- Original authors: Emery Berger, Kathryn S. McKinley, Robert D. Blumofe, Paul R. Wilson
- Developer: Emery Berger
- Release: September 29, 1999
- Stable release: 3.13 / January 1, 2019; 7 years ago
- Operating system: Linux, OS X, Microsoft Windows
- Available in: C++
- Type: Memory allocation
- License: Apache License v2
- Website: hoard.org
- Repository: github.com/emeryberger/Hoard ;

= Hoard memory allocator =

Memory allocator

The Hoard memory allocator, or Hoard, is a memory allocator for Linux, OS X, and Microsoft Windows. Hoard is designed to be efficient when used by multithreaded applications on multiprocessor computers. Hoard is distributed under the Apache License, version 2.0.

==History==
In 2000, its author Emery Berger benchmarked some famous memory allocators and stated Hoard improves the performance of multithreaded applications by providing fast, scalable memory management functions (malloc and free).
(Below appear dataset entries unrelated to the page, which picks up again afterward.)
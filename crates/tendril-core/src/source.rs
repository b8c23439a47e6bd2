//! The subscription primitive: one attachment per source configuration, the
//! latest value exposed as a [`Signal`], and guaranteed detachment.

use std::borrow::Cow;
use std::cell::Cell;
use std::fmt::Debug;
use std::rc::Rc;

use smallvec::SmallVec;

use crate::{Dispose, EventTarget, Signal};

/// An external producer of change notifications.
///
/// `attach` registers whatever listeners the source needs and returns the
/// single cleanup that removes all of them. Sources must not panic when the
/// capability behind them is missing; they publish a fallback instead.
pub trait Source: 'static {
    type Value: Clone + 'static;
    /// Identity of the configuration. A different key means re-attach.
    type Key: PartialEq + Clone + Debug + 'static;

    fn key(&self) -> Self::Key;

    /// Value published before the first notification.
    fn initial(&self) -> Self::Value;

    fn attach(&self, emit: Emitter<Self::Value>) -> Dispose;
}

/// Publishing end handed to [`Source::attach`].
///
/// Once the attachment is torn down every emit is discarded, including emits
/// from async completions that were in flight at teardown.
pub struct Emitter<T: 'static> {
    signal: Signal<T>,
    live: Rc<Cell<bool>>,
}

impl<T: 'static> Clone for Emitter<T> {
    fn clone(&self) -> Self {
        Self {
            signal: self.signal.clone(),
            live: self.live.clone(),
        }
    }
}

impl<T: 'static> Emitter<T> {
    /// An emitter that stays live until the returned flag is cleared.
    pub fn new(signal: Signal<T>) -> (Self, Rc<Cell<bool>>) {
        let live = Rc::new(Cell::new(true));
        (
            Self {
                signal,
                live: live.clone(),
            },
            live,
        )
    }

    pub fn is_live(&self) -> bool {
        self.live.get()
    }

    /// Returns `false` when the value was discarded.
    pub fn emit(&self, v: T) -> bool {
        if !self.live.get() {
            log::debug!("emitter: dropping update after teardown");
            return false;
        }
        self.signal.set(v);
        true
    }

    /// Like [`Emitter::emit`], skipping writes equal to the current value.
    pub fn emit_if_changed(&self, v: T) -> bool
    where
        T: PartialEq,
    {
        self.live.get() && self.signal.set_if_changed(v)
    }

    pub fn update(&self, f: impl FnOnce(&T) -> T) -> bool {
        if !self.live.get() {
            return false;
        }
        self.signal.update(f);
        true
    }

    pub fn current(&self) -> Rc<T> {
        self.signal.snapshot()
    }
}

struct Attachment {
    dispose: Dispose,
    live: Rc<Cell<bool>>,
}

impl Attachment {
    fn detach(self) {
        self.live.set(false);
        self.dispose.run();
    }
}

/// One active attachment to a [`Source`], owned by a single hook instance.
pub struct Subscription<S: Source> {
    key: S::Key,
    value: Signal<S::Value>,
    active: Option<Attachment>,
}

impl<S: Source> Subscription<S> {
    /// Activates immediately.
    pub fn new(source: S) -> Self {
        let value = Signal::new(source.initial());
        let mut sub = Self {
            key: source.key(),
            value,
            active: None,
        };
        sub.attach(&source);
        sub
    }

    fn attach(&mut self, source: &S) {
        let (emitter, live) = Emitter::new(self.value.clone());
        log::debug!("subscription: attach {:?}", self.key);
        let dispose = source.attach(emitter);
        self.active = Some(Attachment { dispose, live });
    }

    fn detach(&mut self) {
        if let Some(a) = self.active.take() {
            log::debug!("subscription: detach {:?}", self.key);
            a.detach();
        }
    }

    /// No-op for an equal key. Otherwise the old attachment is fully torn
    /// down before the new source attaches, and the value restarts from the
    /// new source's `initial()`.
    pub fn reconfigure(&mut self, source: S) -> bool {
        let key = source.key();
        if key == self.key && self.active.is_some() {
            return false;
        }
        self.detach();
        self.key = key;
        self.value.set(source.initial());
        self.attach(&source);
        true
    }

    pub fn key(&self) -> &S::Key {
        &self.key
    }

    pub fn get(&self) -> S::Value {
        self.value.get()
    }

    /// Read handle to the observed value.
    pub fn value(&self) -> Signal<S::Value> {
        self.value.clone()
    }

    pub fn is_active(&self) -> bool {
        self.active.is_some()
    }

    /// Idempotent.
    pub fn dispose(&mut self) {
        self.detach();
    }
}

impl<S: Source> Drop for Subscription<S> {
    fn drop(&mut self) {
        self.detach();
    }
}

/// Folds events named in `events` from an [`EventTarget`] into a value.
///
/// The fold returns `None` to leave the value untouched.
pub struct EventSource<E: 'static, T: 'static> {
    target: EventTarget<E>,
    events: SmallVec<[Cow<'static, str>; 4]>,
    initial: T,
    fold: Rc<dyn Fn(&T, &str, &E) -> Option<T>>,
}

impl<E: 'static, T: Clone + 'static> EventSource<E, T> {
    pub fn new<I, N>(
        target: &EventTarget<E>,
        events: I,
        initial: T,
        fold: impl Fn(&T, &str, &E) -> Option<T> + 'static,
    ) -> Self
    where
        I: IntoIterator<Item = N>,
        N: Into<Cow<'static, str>>,
    {
        Self {
            target: target.clone(),
            events: events.into_iter().map(Into::into).collect(),
            initial,
            fold: Rc::new(fold),
        }
    }
}

impl<E: 'static, T: Clone + 'static> Source for EventSource<E, T> {
    type Value = T;
    type Key = (usize, Vec<Cow<'static, str>>);

    fn key(&self) -> Self::Key {
        (self.target.id(), self.events.to_vec())
    }

    fn initial(&self) -> T {
        self.initial.clone()
    }

    fn attach(&self, emit: Emitter<T>) -> Dispose {
        let handles = self.events.iter().map(|name| {
            let emit = emit.clone();
            let fold = self.fold.clone();
            let event = name.clone();
            self.target.listen(name.clone(), move |payload: &E| {
                let current = emit.current();
                if let Some(next) = fold(&current, &event, payload) {
                    emit.emit(next);
                }
            })
        });
        Dispose::all(handles.collect::<Vec<_>>())
    }
}
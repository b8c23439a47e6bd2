use bitflags::bitflags;
use tendril_core::{Dispose, Emitter, EventSource, EventTarget, Source};

pub const KEY_DOWN: &str = "keydown";
pub const KEY_UP: &str = "keyup";
/// Focus loss; every key counts as released.
pub const BLUR: &str = "blur";

bitflags! {
    #[derive(Clone, Copy, Debug, Default, PartialEq, Eq, Hash)]
    pub struct Modifiers: u8 {
        const SHIFT = 1;
        const CTRL = 1 << 1;
        const ALT = 1 << 2;
        const META = 1 << 3; // Cmd on Mac, Win key on Windows
    }
}

#[derive(Clone, Debug, PartialEq, Eq, Hash)]
pub enum Key {
    Character(char),
    Enter,
    Tab,
    Backspace,
    Delete,
    Escape,
    ArrowLeft,
    ArrowRight,
    ArrowUp,
    ArrowDown,
    Home,
    End,
    PageUp,
    PageDown,
    Space,
    F(u8), // F1-F12
}

impl Key {
    /// Letters compare without case so Shift does not change the key.
    pub fn matches(&self, other: &Key) -> bool {
        match (self, other) {
            (Key::Character(a), Key::Character(b)) => a.to_lowercase().eq(b.to_lowercase()),
            (a, b) => a == b,
        }
    }
}

#[derive(Clone, Debug, PartialEq)]
pub struct KeyEvent {
    pub key: Key,
    pub modifiers: Modifiers,
    pub is_repeat: bool,
}

impl KeyEvent {
    pub fn new(key: Key) -> Self {
        Self {
            key,
            modifiers: Modifiers::empty(),
            is_repeat: false,
        }
    }

    pub fn with_modifiers(mut self, modifiers: Modifiers) -> Self {
        self.modifiers = modifiers;
        self
    }

    pub fn repeated(mut self) -> Self {
        self.is_repeat = true;
        self
    }
}

/// Whether `key` is held, optionally only while `modifiers` are also held.
pub struct KeyPressSource {
    target: EventTarget<KeyEvent>,
    key: Key,
    modifiers: Modifiers,
}

impl KeyPressSource {
    pub fn new(target: &EventTarget<KeyEvent>, key: Key, modifiers: Modifiers) -> Self {
        Self {
            target: target.clone(),
            key,
            modifiers,
        }
    }

    fn events(&self) -> EventSource<KeyEvent, bool> {
        let key = self.key.clone();
        let required = self.modifiers;
        EventSource::new(
            &self.target,
            [KEY_DOWN, KEY_UP, BLUR],
            false,
            move |pressed, name, ev: &KeyEvent| match name {
                KEY_DOWN if key.matches(&ev.key) && ev.modifiers.contains(required) => {
                    (!*pressed).then_some(true)
                }
                KEY_UP if key.matches(&ev.key) => pressed.then_some(false),
                BLUR => pressed.then_some(false),
                _ => None,
            },
        )
    }
}

impl Source for KeyPressSource {
    type Value = bool;
    type Key = (usize, Key, Modifiers);

    fn key(&self) -> Self::Key {
        (self.target.id(), self.key.clone(), self.modifiers)
    }

    fn initial(&self) -> bool {
        false
    }

    fn attach(&self, emit: Emitter<bool>) -> Dispose {
        self.events().attach(emit)
    }
}
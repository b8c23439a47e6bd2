use std::cell::RefCell;
use std::rc::Rc;

/// Cleanup handle returned by every attach/subscribe call.
///
/// Clones share the same cleanup, and the cleanup runs at most once no matter
/// how many clones call [`Dispose::run`].
#[derive(Clone)]
pub struct Dispose(Rc<RefCell<Option<Box<dyn FnOnce()>>>>);

impl Dispose {
    pub fn new(f: impl FnOnce() + 'static) -> Self {
        Self(Rc::new(RefCell::new(Some(Box::new(f)))))
    }

    /// A handle with nothing to clean up.
    pub fn noop() -> Self {
        Self(Rc::new(RefCell::new(None)))
    }

    /// Runs every handle in order as one cleanup.
    pub fn all(handles: impl IntoIterator<Item = Dispose>) -> Self {
        let handles: Vec<Dispose> = handles.into_iter().collect();
        Dispose::new(move || {
            for h in handles {
                h.run();
            }
        })
    }

    /// Runs at most once (safe to call multiple times).
    pub fn run(&self) {
        // Take first so the cleanup may drop or re-enter this handle.
        let f = self.0.borrow_mut().take();
        if let Some(f) = f {
            f()
        }
    }

    pub fn is_disposed(&self) -> bool {
        self.0.borrow().is_none()
    }
}

impl std::fmt::Debug for Dispose {
    fn fmt(&self, f: &mut std::fmt::Formatter<'_>) -> std::fmt::Result {
        f.debug_struct("Dispose")
            .field("disposed", &self.is_disposed())
            .finish()
    }
}

/// Helper to register cleanup inside an effect.
pub fn on_unmount(f: impl FnOnce() + 'static) -> Dispose {
    Dispose::new(f)
}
In particular, it reduces contention for the heap (the central data structure used in dynamic memory allocation) caused when multiple threads allocate or free memory, and avoids the false sharing that can be introduced by memory allocators. At the same time, Hoard has strict bounds on fragmentation.

Hoard continues to be maintained and improved, and is in use by a number of open source and commercial projects.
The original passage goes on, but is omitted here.